**Exercise description**.
Report all lines of the data below that hold the word "Every".
*** Study material Section Begins ***
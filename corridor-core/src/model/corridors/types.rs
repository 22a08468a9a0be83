use geo::LineString;
use hashbrown::HashMap;
use serde::{Deserialize, Serialize};

use crate::model::{RoadClass, SurfaceType};
use crate::scoring::{ActivityType, CorridorScore};
use crate::{EdgeId, EntityId, NodeId};

/// Ordered, direction-continuous run of edges produced by chain building
#[derive(Debug, Clone, PartialEq, Serialize, Deserialize)]
pub struct EdgeChain {
    /// Traversed edges; `edge_ids[i]` ends where `edge_ids[i + 1]` starts
    pub edge_ids: Vec<EdgeId>,
    /// Opposite logical edges of the traversed two-way streets, claimed together with them
    pub paired_edge_ids: Vec<EdgeId>,
    pub start_node_id: NodeId,
    pub end_node_id: NodeId,
    pub total_length_meters: f64,
}

impl EdgeChain {
    /// Every logical edge owned by this chain
    pub fn member_edge_ids(&self) -> impl Iterator<Item = &EdgeId> {
        self.edge_ids.iter().chain(&self.paired_edge_ids)
    }

    pub fn len(&self) -> usize {
        self.edge_ids.len()
    }

    pub fn is_empty(&self) -> bool {
        self.edge_ids.is_empty()
    }
}

/// Infrastructure tier deciding the minimum corridor length
#[derive(Debug, Clone, Copy, PartialEq, Eq, Hash, Serialize, Deserialize)]
#[serde(rename_all = "camelCase")]
pub enum CorridorType {
    DedicatedInfra,
    NamedBikeInfra,
    NamedRoad,
    Unnamed,
}

/// Length-weighted attributes of a whole chain
#[derive(Debug, Clone, PartialEq, Default, Serialize, Deserialize)]
pub struct CorridorAttributes {
    pub length_meters: f64,
    pub predominant_road_class: RoadClass,
    pub predominant_surface: SurfaceType,
    pub surface_confidence: f64,
    pub bicycle_infra_continuity: f64,
    pub pedestrian_path_continuity: f64,
    pub separation_continuity: f64,
    pub traffic_calming_continuity: f64,
    /// Distinct stop-sign/signal nodes per km
    pub stop_density_per_km: f64,
    pub turns_count: usize,
    /// `None` if no edge defines a speed limit
    pub average_speed_limit: Option<f64>,
}

#[derive(Debug, Clone, PartialEq, Serialize, Deserialize)]
pub struct Corridor {
    pub id: EntityId,
    pub name: Option<String>,
    #[serde(rename = "type")]
    pub corridor_type: CorridorType,
    pub attributes: CorridorAttributes,
    pub edge_ids: Vec<EdgeId>,
    pub start_node_id: NodeId,
    pub end_node_id: NodeId,
    /// Simplified display geometry
    pub geometry: LineString<f64>,
    pub is_oneway: bool,
    /// Filled on demand by the scorer
    #[serde(default)]
    pub scores: HashMap<ActivityType, CorridorScore>,
}

impl Corridor {
    pub fn endpoints(&self) -> [&NodeId; 2] {
        [&self.start_node_id, &self.end_node_id]
    }

    pub fn score(&self, activity: ActivityType) -> Option<&CorridorScore> {
        self.scores.get(&activity)
    }
}

/// Chain too short for its tier, linking corridors together
#[derive(Debug, Clone, PartialEq, Serialize, Deserialize)]
pub struct Connector {
    pub id: EntityId,
    pub edge_ids: Vec<EdgeId>,
    pub start_node_id: NodeId,
    pub end_node_id: NodeId,
    pub length_meters: f64,
    /// Corridors this connector joins
    pub corridor_ids: Vec<EntityId>,
    pub crosses_major_road: bool,
    pub has_signal: bool,
    pub has_stop: bool,
    /// 0 = trivial, 1 = uncontrolled major-road crossing
    pub crossing_difficulty: f64,
    pub geometry: LineString<f64>,
}

impl Connector {
    pub fn endpoints(&self) -> [&NodeId; 2] {
        [&self.start_node_id, &self.end_node_id]
    }
}
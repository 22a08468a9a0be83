//! Built-in lookup tables behind the per-activity scores
//!
//! Every table is an exhaustive match, so adding a road class, surface,
//! corridor type or activity fails to compile until the tables are updated.
//! `Unknown`/`Other` keys carry each table's neutral fallback.

use super::ActivityType;
use crate::model::{CorridorType, RoadClass, SurfaceType};

/// Character fallback for corridor types missing from an override table
pub const CHARACTER_FALLBACK: f64 = 0.3;

/// Preference of `activity` for a surface, in [0, 1]
pub fn surface_preference(activity: ActivityType, surface: SurfaceType) -> f64 {
    use SurfaceType as S;

    match activity {
        // Loose surfaces disqualify road bikes outright
        ActivityType::RoadCycling => match surface {
            S::Asphalt => 1.0,
            S::Concrete | S::Paved => 0.9,
            S::PavingStones => 0.6,
            S::Sett | S::Compacted => 0.3,
            S::FineGravel | S::Gravel | S::Dirt | S::Ground | S::Unpaved => 0.0,
            S::Unknown => 0.4,
        },
        ActivityType::GravelCycling => match surface {
            S::Asphalt | S::Concrete | S::Paved => 0.5,
            S::PavingStones => 0.4,
            S::Sett => 0.3,
            S::Compacted => 0.9,
            S::FineGravel | S::Gravel => 1.0,
            S::Dirt | S::Unpaved => 0.8,
            S::Ground => 0.7,
            S::Unknown => 0.5,
        },
        ActivityType::Running => match surface {
            S::Asphalt | S::Paved => 0.7,
            S::Concrete | S::PavingStones => 0.6,
            S::Sett => 0.4,
            S::Compacted => 0.9,
            S::FineGravel => 1.0,
            S::Gravel | S::Dirt | S::Ground => 0.8,
            S::Unpaved => 0.7,
            S::Unknown => 0.6,
        },
        ActivityType::Walking => match surface {
            S::Asphalt | S::Concrete | S::Paved | S::PavingStones => 0.8,
            S::Sett => 0.6,
            S::Compacted | S::FineGravel => 0.9,
            S::Gravel => 0.8,
            S::Dirt | S::Ground | S::Unpaved => 0.7,
            S::Unknown => 0.6,
        },
    }
}

/// How well a corridor tier suits `activity`, in [0, 1]
pub fn character_preference(activity: ActivityType, corridor_type: CorridorType) -> f64 {
    use CorridorType as C;

    match (activity, corridor_type) {
        (ActivityType::RoadCycling, C::DedicatedInfra) => 0.7,
        (ActivityType::RoadCycling, C::NamedBikeInfra) => 0.9,
        (ActivityType::RoadCycling, C::NamedRoad) => 0.6,
        (ActivityType::RoadCycling, C::Unnamed) => 0.3,

        (ActivityType::GravelCycling, C::DedicatedInfra) => 0.8,
        (ActivityType::GravelCycling, C::NamedBikeInfra) => 0.6,
        (ActivityType::GravelCycling, C::NamedRoad) => 0.4,
        (ActivityType::GravelCycling, C::Unnamed) => 0.7,

        (ActivityType::Running, C::DedicatedInfra) => 1.0,
        (ActivityType::Running, C::NamedBikeInfra) => 0.7,
        (ActivityType::Running, C::NamedRoad) => 0.5,
        (ActivityType::Running, C::Unnamed) => 0.4,

        (ActivityType::Walking, C::DedicatedInfra) => 1.0,
        (ActivityType::Walking, C::NamedBikeInfra) => 0.6,
        (ActivityType::Walking, C::NamedRoad) => 0.5,
        (ActivityType::Walking, C::Unnamed) => 0.4,
    }
}

/// Traffic exposure of a road class; 1.0 is car-free
pub fn road_class_safety(road_class: RoadClass) -> f64 {
    match road_class {
        RoadClass::Cycleway | RoadClass::Path | RoadClass::Footway => 1.0,
        RoadClass::Residential | RoadClass::Service | RoadClass::Unclassified => 0.8,
        RoadClass::Tertiary | RoadClass::Track => 0.6,
        RoadClass::Secondary => 0.4,
        RoadClass::Primary => 0.2,
        RoadClass::Trunk | RoadClass::Motorway => 0.0,
        RoadClass::LivingStreet
        | RoadClass::Pedestrian
        | RoadClass::Bridleway
        | RoadClass::Steps
        | RoadClass::Other => 0.5,
    }
}

/// Score of an average speed limit in km/h; 0.5 when unknown
pub fn speed_limit_score(speed_limit_kmh: Option<f64>) -> f64 {
    match speed_limit_kmh {
        Some(speed) if speed <= 30.0 => 1.0,
        Some(speed) if speed <= 40.0 => 0.8,
        Some(speed) if speed <= 50.0 => 0.6,
        Some(speed) if speed <= 60.0 => 0.3,
        // Same floor for the 60-80 band and anything faster
        Some(speed) if !speed.is_nan() => 0.1,
        Some(_) | None => 0.5,
    }
}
*** Study material Section Ends ***
**Response**.
    /// Every logical edge owned by this chain
//! Every table is an exhaustive match, so adding a road class, surface,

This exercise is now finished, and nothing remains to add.